[Stored data entries]
○ ○ ○ ○ ○ ○ ○
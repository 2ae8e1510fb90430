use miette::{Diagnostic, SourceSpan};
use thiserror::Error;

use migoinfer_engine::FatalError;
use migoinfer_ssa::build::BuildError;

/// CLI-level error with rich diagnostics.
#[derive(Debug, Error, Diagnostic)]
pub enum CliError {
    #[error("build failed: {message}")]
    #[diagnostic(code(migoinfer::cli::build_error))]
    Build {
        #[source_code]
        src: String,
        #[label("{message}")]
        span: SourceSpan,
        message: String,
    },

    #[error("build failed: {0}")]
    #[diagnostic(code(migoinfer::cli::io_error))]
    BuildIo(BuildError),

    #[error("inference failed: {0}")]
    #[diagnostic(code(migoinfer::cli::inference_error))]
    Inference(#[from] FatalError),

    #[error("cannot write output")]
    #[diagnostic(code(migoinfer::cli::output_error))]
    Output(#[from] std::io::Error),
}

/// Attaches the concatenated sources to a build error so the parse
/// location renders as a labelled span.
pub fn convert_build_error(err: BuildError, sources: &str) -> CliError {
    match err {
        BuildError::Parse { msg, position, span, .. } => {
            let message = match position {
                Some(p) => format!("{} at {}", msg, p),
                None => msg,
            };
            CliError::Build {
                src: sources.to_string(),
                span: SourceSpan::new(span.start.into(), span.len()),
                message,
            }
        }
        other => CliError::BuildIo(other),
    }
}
○ ○ ○ ○ ○ ○ ○
◆ Work to be completed ◆
Among the records above, find each line containing the string "match" and copy it.

◆ Answer section ◆
    match err {
            let message = match position {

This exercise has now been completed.